### Directions
Within the data beneath, some lines may hold the word "bytes". Give the number of those lines and nothing else.

### Input data
use seqgraph::{
    dyngraph::DynGraph,
    error::{ErrorKind, GraphError},
    handle::{Direction, Edge, Handle, NodeId},
    handlegraph::*,
    mutablehandlegraph::*,
    pathhandlegraph::*,
    util::{dna, validate::validate},
};

use bstr::B;

fn collect_right(graph: &DynGraph, h: Handle) -> Vec<Handle> {
    let mut res = Vec::new();
    graph.follow_edges(h, Direction::Right, visit_all(|n: Handle| res.push(n)));
    res
}

fn collect_left(graph: &DynGraph, h: Handle) -> Vec<Handle> {
    let mut res = Vec::new();
    graph.follow_edges(h, Direction::Left, visit_all(|n: Handle| res.push(n)));
    res
}

fn path_handles(graph: &DynGraph, path: PathId) -> Vec<Handle> {
    let mut res = Vec::new();
    graph
        .for_each_occurrence_in_path(
            path,
            visit_all(|occ: OccurrenceHandle| res.push(graph.get_occurrence(occ))),
        )
        .unwrap();
    res
}

fn path_sequence(graph: &DynGraph, path: PathId) -> Vec<u8> {
    path_handles(graph, path)
        .into_iter()
        .flat_map(|h| graph.get_sequence(h))
        .collect()
}

#[test]
fn two_node_path() {
    let mut graph = DynGraph::new();
    let h1 = graph.create_handle_with_id(B("ACGT"), NodeId(1)).unwrap();
    let h2 = graph.create_handle_with_id(B("TTT"), NodeId(2)).unwrap();
    graph.create_edge(h1, h2).unwrap();

    let path = graph.create_path_handle(b"x").unwrap();
    graph.append_occurrence(path, h1).unwrap();
    graph.append_occurrence(path, h2).unwrap();

    assert_eq!(graph.get_degree(h1, Direction::Right), 1);
    assert_eq!(collect_left(&graph, h2), vec![h1]);
    assert_eq!(graph.get_occurrence_count(path).unwrap(), 2);
    assert_eq!(path_handles(&graph, path), vec![h1, h2]);

    assert_eq!(graph.get_sequence(h1.flip()), dna::rev_comp(b"ACGT"));
    assert_eq!(graph.get_sequence(h2.flip()), b"AAA");
    validate(&graph).unwrap();
}

#[test]
fn ids_and_handles_agree() {
    let mut graph = DynGraph::new();
    let ids = [3u64, 17, 4, 1000, 5];
    for &id in ids.iter() {
        graph.create_handle_with_id(B("GATTACA"), NodeId(id)).unwrap();
    }

    for &id in ids.iter() {
        let h = graph.get_handle(NodeId(id), false).unwrap();
        assert_eq!(graph.get_id(h), NodeId(id));
        assert_eq!(graph.get_id(h.flip()), NodeId(id));
        assert!(graph.has_node(NodeId(id)));
    }
    assert!(!graph.has_node(NodeId(6)));
    assert_eq!(graph.min_node_id(), NodeId(3));
    assert_eq!(graph.max_node_id(), NodeId(1000));

    let err = graph.get_handle(NodeId(6), false).unwrap_err();
    assert_eq!(err.kind(), ErrorKind::NotFound);

    let err = graph
        .create_handle_with_id(B("A"), NodeId(17))
        .unwrap_err();
    assert!(matches!(err, GraphError::NodeExists(NodeId(17))));

    let h17 = graph.get_handle(NodeId(17), false).unwrap();
    graph.destroy_handle(h17).unwrap();
    assert!(!graph.has_node(NodeId(17)));
    assert_eq!(graph.node_size(), 4);
    for &id in [3u64, 4, 1000, 5].iter() {
        let h = graph.get_handle(NodeId(id), false).unwrap();
        assert_eq!(graph.get_id(h), NodeId(id));
        assert_eq!(graph.get_sequence(h), b"GATTACA");
    }

    let h1000 = graph.get_handle(NodeId(1000), false).unwrap();
    graph.destroy_handle(h1000).unwrap();
    assert_eq!(graph.max_node_id(), NodeId(5));
    validate(&graph).unwrap();
}

#[test]
fn sequences_flip_to_reverse_complements() {
    let mut graph = DynGraph::new();
    let seqs = [B("A"), B("GATTACA"), B("ccgtN"), B("TTTTGGGGCCCCAAAA")];
    for seq in seqs.iter() {
        let h = graph.create_handle(seq).unwrap();
        let fwd = graph.get_sequence(h);
        let rev = graph.get_sequence(h.flip());
        assert_eq!(fwd, seq.to_vec());
        assert_eq!(rev, dna::rev_comp(&fwd));
        assert_eq!(graph.get_length(h), graph.get_length(h.flip()));
    }
}

#[test]
fn edges_are_seen_from_both_ends() {
    let mut graph = DynGraph::new();
    let a = graph.create_handle(B("AAA")).unwrap();
    let b = graph.create_handle(B("CCC")).unwrap();
    let c = graph.create_handle(B("GGG")).unwrap();

    graph.create_edge(a, b.flip()).unwrap();
    graph.create_edge(b, c).unwrap();

    assert!(graph.has_edge(a, b.flip()));
    assert!(graph.has_edge(b, a.flip()));
    assert_eq!(collect_right(&graph, a), vec![b.flip()]);
    assert_eq!(collect_right(&graph, b), vec![a.flip(), c]);
    assert_eq!(collect_left(&graph, b.flip()), vec![a]);
    assert_eq!(collect_left(&graph, c), vec![b]);

    graph.destroy_edge(b, a.flip()).unwrap();
    assert!(!graph.has_edge(a, b.flip()));
    assert!(collect_right(&graph, a).is_empty());
    assert!(graph.has_edge(b, c));
    assert_eq!(graph.edge_count(), 1);

    let mut edges = Vec::new();
    graph.for_each_edge(visit_all(|e: Edge| edges.push(e)));
    assert_eq!(edges, vec![Edge::edge_handle(b, c)]);
    validate(&graph).unwrap();
}

#[test]
fn stopping_iteration() {
    let mut graph = DynGraph::new();
    for _ in 0..10 {
        graph.create_handle(B("ACGT")).unwrap();
    }

    let mut seen = 0;
    let finished = graph.for_each_handle_mut(|_, _| {
        seen += 1;
        if seen == 4 {
            Visit::Stop
        } else {
            Visit::Continue
        }
    });
    assert!(!finished);
    assert_eq!(seen, 4);

    // the visited node may be destroyed mid-iteration
    graph.for_each_handle_mut(|g, h| {
        if g.get_id(h).0 % 3 == 0 {
            g.destroy_handle(h).unwrap();
        }
        Visit::Continue
    });
    assert_eq!(graph.node_size(), 7);
    assert!(graph.for_each_handle(
        true,
        visit_all_sync(|h: Handle| assert!(!h.is_reverse()))
    ));
    validate(&graph).unwrap();
}

#[test]
fn path_walks_match_counts() {
    let mut graph = DynGraph::new();
    let handles = (0..6)
        .map(|_| graph.create_handle(B("ACG")).unwrap())
        .collect::<Vec<_>>();
    for pair in handles.windows(2) {
        graph.create_edge(pair[0], pair[1]).unwrap();
    }

    let path = graph.create_path_handle(b"walk").unwrap();
    for &h in handles.iter().chain(handles[2..4].iter()) {
        graph.append_occurrence(path, h).unwrap();
    }

    let count = graph.get_occurrence_count(path).unwrap();
    assert_eq!(count, 8);

    let mut occ = graph.get_first_occurrence(path).unwrap();
    for ordinal in 0..count - 1 {
        assert_eq!(graph.get_ordinal_rank_of_occurrence(occ), ordinal);
        assert_eq!(graph.get_path_handle_of_occurrence(occ), path);
        occ = graph.get_next_occurrence(occ).unwrap();
    }
    assert_eq!(occ, graph.get_last_occurrence(path).unwrap());
    assert!(!graph.has_next_occurrence(occ));
    assert_eq!(graph.get_ordinal_rank_of_occurrence(occ), count - 1);

    assert_eq!(graph.occurrences_of_handle(handles[2], false).len(), 2);
    assert_eq!(graph.occurrences_of_handle(handles[2].flip(), true).len(), 0);
    validate(&graph).unwrap();
}

#[test]
fn dividing_keeps_path_sequences() {
    let mut graph = DynGraph::new();
    let h1 = graph.create_handle(B("GATTACA")).unwrap();
    let h2 = graph.create_handle(B("CCGGTTAA")).unwrap();
    let h3 = graph.create_handle(B("T")).unwrap();
    graph.create_edge(h1, h2.flip()).unwrap();
    graph.create_edge(h2.flip(), h3).unwrap();

    let fwd = graph.create_path_handle(b"fwd").unwrap();
    let rev = graph.create_path_handle(b"rev").unwrap();
    for &h in [h1, h2.flip(), h3].iter() {
        graph.append_occurrence(fwd, h).unwrap();
    }
    for &h in [h3.flip(), h2, h1.flip()].iter() {
        graph.append_occurrence(rev, h).unwrap();
    }
    let fwd_seq = path_sequence(&graph, fwd);
    let rev_seq = path_sequence(&graph, rev);

    let before = graph.get_sequence(h2.flip());
    let pieces = graph.divide_handle(h2.flip(), &[1, 4, 6]).unwrap();
    let joined = pieces
        .iter()
        .flat_map(|&h| graph.get_sequence(h))
        .collect::<Vec<_>>();
    assert_eq!(joined, before);
    assert_eq!(graph.get_sequence(pieces[0]), b"T");

    assert_eq!(path_sequence(&graph, fwd), fwd_seq);
    assert_eq!(path_sequence(&graph, rev), rev_seq);
    assert_eq!(graph.get_occurrence_count(fwd).unwrap(), 6);
    assert_eq!(collect_right(&graph, h1), vec![pieces[0]]);
    assert_eq!(collect_left(&graph, h3), vec![pieces[3]]);

    let (left, right) = graph.split_handle(h1, 3).unwrap();
    assert_eq!(graph.get_sequence(left), b"GAT");
    assert_eq!(graph.get_sequence(right), b"TACA");
    assert_eq!(path_sequence(&graph, fwd), fwd_seq);
    assert_eq!(path_sequence(&graph, rev), rev_seq);

    let err = graph.divide_handle(h3, &[1]).unwrap_err();
    assert_eq!(err.kind(), ErrorKind::Precondition);
    validate(&graph).unwrap();
}

#[test]
fn serialized_graph_answers_the_same() {
    let mut graph = DynGraph::new();
    let handles = [B("ACGT"), B("GG"), B("TTAC"), B("C")]
        .iter()
        .map(|seq| graph.create_handle(seq).unwrap())
        .collect::<Vec<_>>();
    graph.create_edge(handles[0], handles[1]).unwrap();
    graph.create_edge(handles[1], handles[2].flip()).unwrap();
    graph.create_edge(handles[2].flip(), handles[3]).unwrap();
    graph.create_edge(handles[3], handles[3].flip()).unwrap();

    let path = graph.create_path_handle(b"p").unwrap();
    for &h in [handles[0], handles[1], handles[2].flip()].iter() {
        graph.append_occurrence(path, h).unwrap();
    }
    let gone = graph.create_path_handle(b"gone").unwrap();
    graph.destroy_path(gone).unwrap();
    graph.destroy_handle(handles[1]).unwrap();

    let mut bytes = Vec::new();
    graph.serialize(&mut bytes).unwrap();
    let mut loaded = DynGraph::from_reader(bytes.as_slice()).unwrap();

    assert_eq!(loaded.node_size(), graph.node_size());
    assert_eq!(loaded.edge_count(), graph.edge_count());
    assert_eq!(loaded.total_length(), graph.total_length());
    assert_eq!(loaded.min_node_id(), graph.min_node_id());
    assert_eq!(loaded.max_node_id(), graph.max_node_id());
    assert_eq!(loaded.hidden_count(), 1);

    for h in graph.handles() {
        let id = graph.get_id(h);
        let lh = loaded.get_handle(id, false).unwrap();
        assert_eq!(loaded.get_sequence(lh), graph.get_sequence(h));
        assert_eq!(
            collect_right(&loaded, lh)
                .into_iter()
                .map(|n| (loaded.get_id(n), n.is_reverse()))
                .collect::<Vec<_>>(),
            collect_right(&graph, h)
                .into_iter()
                .map(|n| (graph.get_id(n), n.is_reverse()))
                .collect::<Vec<_>>()
        );
    }
    assert_eq!(path_sequence(&loaded, path), path_sequence(&graph, path));
    assert_eq!(loaded.get_path_name(path).unwrap(), b"p");

    // path IDs continue where they left off
    let next = loaded.create_path_handle(b"next").unwrap();
    assert_eq!(next.as_integer(), 2);
    validate(&loaded).unwrap();
}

### Task output
3